Consider the action of a connected complex reductive group on a

finite-dimensional vector space. A fundamental result in invariant theory

states that the orbit closure of a vector v is separated from the origin if and

only if some homogeneous invariant polynomial is nonzero on v, i.e. v is not in

the null cone. Thus, efficiently finding the minimum distance between the orbit

closure and the origin can lead to deterministic algorithms for null cone

membership, an important polynomial identity testing problem including the

non-commutative Edmonds problem.

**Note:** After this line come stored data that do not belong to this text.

impl CouplingGraph {
    /// Validate and wrap a weight matrix
    pub fn new(weights: Array2<f64>) -> Result<Self> {
        let (rows, cols) = weights.dim();
        if rows == 0 {
            return Err(HrsyncError::InvalidGraph(
                "vertex count must be at least 1".into(),
            ));
        }
        if rows != cols {
            return Err(HrsyncError::InvalidGraph(format!(
                "weight matrix is {}x{}, expected a square matrix",
                rows, cols
            )));
        }
        if let Some(((i, j), w)) = weights.indexed_iter().find(|(_, w)| !w.is_finite()) {
            return Err(HrsyncError::InvalidGraph(format!(
                "weight ({}, {}) is not finite: {}",
                i, j, w
            )));
        }
        Ok(Self { weights })
    }

    /// Build from nested rows, checking that every row has `rows.len()` entries
    pub fn from_rows(rows: Vec<Vec<f64>>) -> Result<Self> {
        let n = rows.len();
        if let Some((i, row)) = rows.iter().enumerate().find(|(_, r)| r.len() != n) {
            return Err(HrsyncError::InvalidGraph(format!(
                "row {} has {} columns, expected {}",
                i,
                row.len(),
                n
            )));
        }
        let flat: Vec<f64> = rows.into_iter().flatten().collect();
        let weights = Array2::from_shape_vec((n, n), flat)
            .map_err(|e| HrsyncError::InvalidGraph(e.to_string()))?;
        Self::new(weights)
    }

    /// `n` neurons with no coupling at all
    pub fn uncoupled(n: usize) -> Result<Self> {
        Self::new(Array2::zeros((n, n)))
    }

    /// Every pair coupled with the same strength, zero diagonal
    pub fn all_to_all(n: usize, strength: f64) -> Result<Self> {
        let mut weights = Array2::from_elem((n, n), strength);
        weights.diag_mut().fill(0.0);
        Self::new(weights)
    }

    /// Replace the diagonal (self-weights) with `value`
    pub fn with_self_weights(mut self, value: f64) -> Result<Self> {
        if !value.is_finite() {
            return Err(HrsyncError::InvalidGraph(format!(
                "self-weight is not finite: {}",
                value
            )));
        }
        self.weights.diag_mut().fill(value);
        Ok(self)
    }

    pub fn vertex_count(&self) -> usize {
        self.weights.nrows()
    }

    pub fn weight(&self, from: usize, to: usize) -> f64 {
        self.weights[[from, to]]
    }

    /// Coupling row of one neuron
    pub fn row(&self, neuron: usize) -> ArrayView1<'_, f64> {
        self.weights.row(neuron)
    }

    pub fn weights(&self) -> &Array2<f64> {
        &self.weights
    }

    pub fn is_symmetric(&self) -> bool {
        self.weights == self.weights.t()
    }
}

impl TryFrom<Vec<Vec<f64>>> for CouplingGraph {
    type Error = HrsyncError;

    fn try_from(rows: Vec<Vec<f64>>) -> Result<Self> {
        Self::from_rows(rows)
    }
}

impl From<CouplingGraph> for Vec<Vec<f64>> {
    fn from(graph: CouplingGraph) -> Self {
        graph.weights.rows().into_iter().map(|r| r.to_vec()).collect()
    }
}

// ============================================================================
// INTEGRATION CONDITIONS
// ============================================================================

/// Bounds of one integration run
///
/// The same initial values are applied to every neuron.
#[derive(Debug, Clone, PartialEq, Serialize, Deserialize)]
pub struct IntegrationConditions {
    /// Starting x position
    pub x0: Time,
    /// Final x position
    pub x_end: Time,
    /// Size of each step
    pub step: Time,
    /// Samples before this x are discarded for analysis
    pub transient: Time,
    /// Initial value of each state variable
    pub initial_values: Vec<f64>,
}

impl IntegrationConditions {
    /// Conditions with every initial value set to zero
    pub fn new(x0: Time, x_end: Time, step: Time, transient: Time, state_dimension: usize) -> Self {
        Self {
            x0,
            x_end,
            step,
            transient,
            initial_values: vec![0.0; state_dimension],
        }
    }

    pub fn with_initial_values(mut self, values: Vec<f64>) -> Self {
        self.initial_values = values;
        self
    }

    /// Check every invariant an integrator relies on
    pub fn validate(&self, state_dimension: usize) -> Result<()> {
        if !self.x0.is_finite() || !self.x_end.is_finite() {
            return Err(HrsyncError::Configuration(format!(
                "x0 ({}) and x_end ({}) must be finite",
                self.x0, self.x_end
            )));
        }
        if !(self.step > 0.0) || !self.step.is_finite() {
            return Err(HrsyncError::Configuration(format!(
                "step must be positive and finite, got {}",
                self.step
            )));
        }
        if self.x_end < self.x0 {
            return Err(HrsyncError::Configuration(format!(
                "x_end ({}) precedes x0 ({})",
                self.x_end, self.x0
            )));
        }
        if self.transient.is_nan() {
            return Err(HrsyncError::Configuration("transient is NaN".into()));
        }
        if self.initial_values.len() != state_dimension {
            return Err(HrsyncError::DimensionMismatch {
                what: "initial values".into(),
                expected: state_dimension,
                got: self.initial_values.len(),
            });
        }
        if let Some(v) = self.initial_values.iter().find(|v| !v.is_finite()) {
            return Err(HrsyncError::Configuration(format!(
                "initial value is not finite: {}",
                v
            )));
        }
        Ok(())
    }

    /// `ceil((x_end - x0) / step)`
    pub fn step_count(&self) -> usize {
        ((self.x_end - self.x0) / self.step).ceil() as usize
    }

    /// Width of the analysis window after the transient
    pub fn analysis_window(&self) -> Time {
        self.x_end - self.transient
    }
}

impl Default for IntegrationConditions {
    fn default() -> Self {
        Self::new(0.0, 2000.0, 0.1, 500.0, 3)
    }
}

// ============================================================================
// NETWORK MODEL
// ============================================================================

/// Coupled ODE network: each node's derivative may depend on every node
pub trait NetworkModel: Send + Sync {
    /// State variables per node
    fn state_dimension(&self) -> usize;

    /// Write `node`'s derivatives into `out`
    ///
    /// `state` has one row per state variable and one column per node.
    /// `weights` is the node's row of the coupling graph. Implementations
    /// must only read `state`, so nodes can be evaluated in any order.
    fn derivatives(
        &self,
        t: Time,
        state: ArrayView2<'_, f64>,
        weights: ArrayView1<'_, f64>,
        node: usize,
        out: ArrayViewMut1<'_, f64>,
    );
}

// ============================================================================
// TRAJECTORY
// ============================================================================

/// Sampled solution of a network run
///
/// Single owner of all sample storage. Access values using
/// `approx[[neuron, variable, step]]`.
#[derive(Debug, Clone, Serialize, Deserialize)]
pub struct Trajectory {
    x: Array1<Time>,
    approx: Array3<f64>,
}

impl Trajectory {
    /// Reserve storage for `step_count + 1` samples of every variable
    ///
    /// Fails with [`HrsyncError::ResourceExhausted`] instead of aborting
    /// when the buffers cannot be reserved.
    pub fn allocate(neurons: usize, state_dimension: usize, step_count: usize) -> Result<Self> {
        let samples = step_count.checked_add(1).ok_or_else(|| {
            let msg = format!("{} steps overflow the sample count", step_count);
            HrsyncError::ResourceExhausted(msg)
        })?;
        let cells = neurons
            .checked_mul(state_dimension)
            .and_then(|c| c.checked_mul(samples))
            .ok_or_else(|| {
                HrsyncError::ResourceExhausted(format!(
                    "{} neurons x {} variables x {} samples overflows",
                    neurons, state_dimension, samples
                ))
            })?;

        let x = Array1::from_vec(zeroed_buffer(samples, "x samples")?);
        let approx = Array3::from_shape_vec(
            (neurons, state_dimension, samples),
            zeroed_buffer(cells, "state samples")?,
        )
        .map_err(|e| HrsyncError::ResourceExhausted(format!("trajectory layout: {}", e)))?;

        Ok(Self { x, approx })
    }

    pub fn neuron_count(&self) -> usize {
        self.approx.dim().0
    }

    pub fn state_dimension(&self) -> usize {
        self.approx.dim().1
    }

    /// Number of samples (`step_count + 1`)
    pub fn len(&self) -> usize {
        self.x.len()
    }

    pub fn is_empty(&self) -> bool {
        self.x.is_empty()
    }

    pub fn step_count(&self) -> usize {
        self.len().saturating_sub(1)
    }

    /// Independent-variable samples shared by all neurons
    pub fn x(&self) -> ArrayView1<'_, Time> {
        self.x.view()
    }

    /// One state variable of one neuron across all samples
    pub fn series(&self, neuron: usize, variable: usize) -> ArrayView1<'_, f64> {
        self.approx.slice(s![neuron, variable, ..])
    }

    pub fn voltage(&self, neuron: usize) -> ArrayView1<'_, f64> {
        self.series(neuron, VOLTAGE)
    }

    /// Every neuron's state at one sample, shaped `(neuron, variable)`
    pub fn state_at(&self, step: usize) -> ArrayView2<'_, f64> {
        self.approx.slice(s![.., .., step])
    }

    pub fn approx(&self) -> &Array3<f64> {
        &self.approx
    }

    /// Store a sample; `state` is shaped `(variable, neuron)`
    pub fn record(&mut self, step: usize, x: Time, state: ArrayView2<'_, f64>) {
        self.x[step] = x;
        self.approx.slice_mut(s![.., .., step]).assign(&state.t());
    }

    /// Samples of one variable at or after `transient`
    pub fn time_series(&self, neuron: usize, variable: usize, transient: Time) -> TimeSeries {
        let start = transient_cutoff(self.x.view(), transient);
        let mut ts = TimeSeries::new();
        for (&t, &v) in self
            .x
            .slice(s![start..])
            .iter()
            .zip(self.series(neuron, variable).slice(s![start..]).iter())
        {
            ts.push(t, v);
        }
        ts
    }
}

/// `len` zeros, or [`HrsyncError::ResourceExhausted`] if they cannot be reserved
pub fn zeroed_buffer(len: usize, what: &str) -> Result<Vec<f64>> {
    let mut buffer = Vec::new();
    buffer
        .try_reserve_exact(len)
        .map_err(|e| HrsyncError::ResourceExhausted(format!("{} ({} values): {}", what, len, e)))?;
    buffer.resize(len, 0.0);
    Ok(buffer)
}

/// First index whose `x` is at or after `transient`, or `x.len()` if none
pub fn transient_cutoff(x: ArrayView1<'_, Time>, transient: Time) -> usize {
    x.iter().position(|&xi| xi >= transient).unwrap_or(x.len())
}

// ============================================================================
// TIME SERIES
// ============================================================================

/// Time series data
#[derive(Debug, Clone, Default, PartialEq, Serialize, Deserialize)]
pub struct TimeSeries {
    /// Time points
    pub time: Vec<Time>,
    /// Values at each time point
    pub values: Vec<f64>,
}

impl TimeSeries {
    pub fn new() -> Self {
        Self::default()
    }

    pub fn push(&mut self, t: Time, v: f64) {
        self.time.push(t);
        self.values.push(v);
    }

    pub fn len(&self) -> usize {
        self.time.len()
    }

    pub fn is_empty(&self) -> bool {
        self.time.is_empty()
    }
}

This connection to optimization has recently

led to efficient algorithms for many problems in invariant theory.

Here we explore a refinement of the famous duality between orbit closures and

invariant polynomials, which holds that the following two quantities coincide:

(1) the logarithm of the Euclidean distance between the orbit closure and the

origin and (2) the rate of exponential growth of the ‘invariant part’ of

$v^{\otimes k}$ in the semiclassical limit as k tends to infinity. This result

can be deduced from work of S. Zhang (Geometric reductivity at Archimedean

places, 1994), which uses sophisticated tools in arithmetic geometry. We

provide a new and independent elementary proof inspired by the Fourier-analytic

proof of the local central limit theorem. We generalize the result to

projections onto highest weight vectors and isotypical components, and explore

connections between such semiclassical limits and the asymptotic behavior of

multiplicities in representation theory, large deviations theory in classical

and quantum statistics, and the Jacobian conjecture as reformulated by Mathieu.

Our formulas imply that they can be computed, in many cases efficiently, to

arbitrary precision.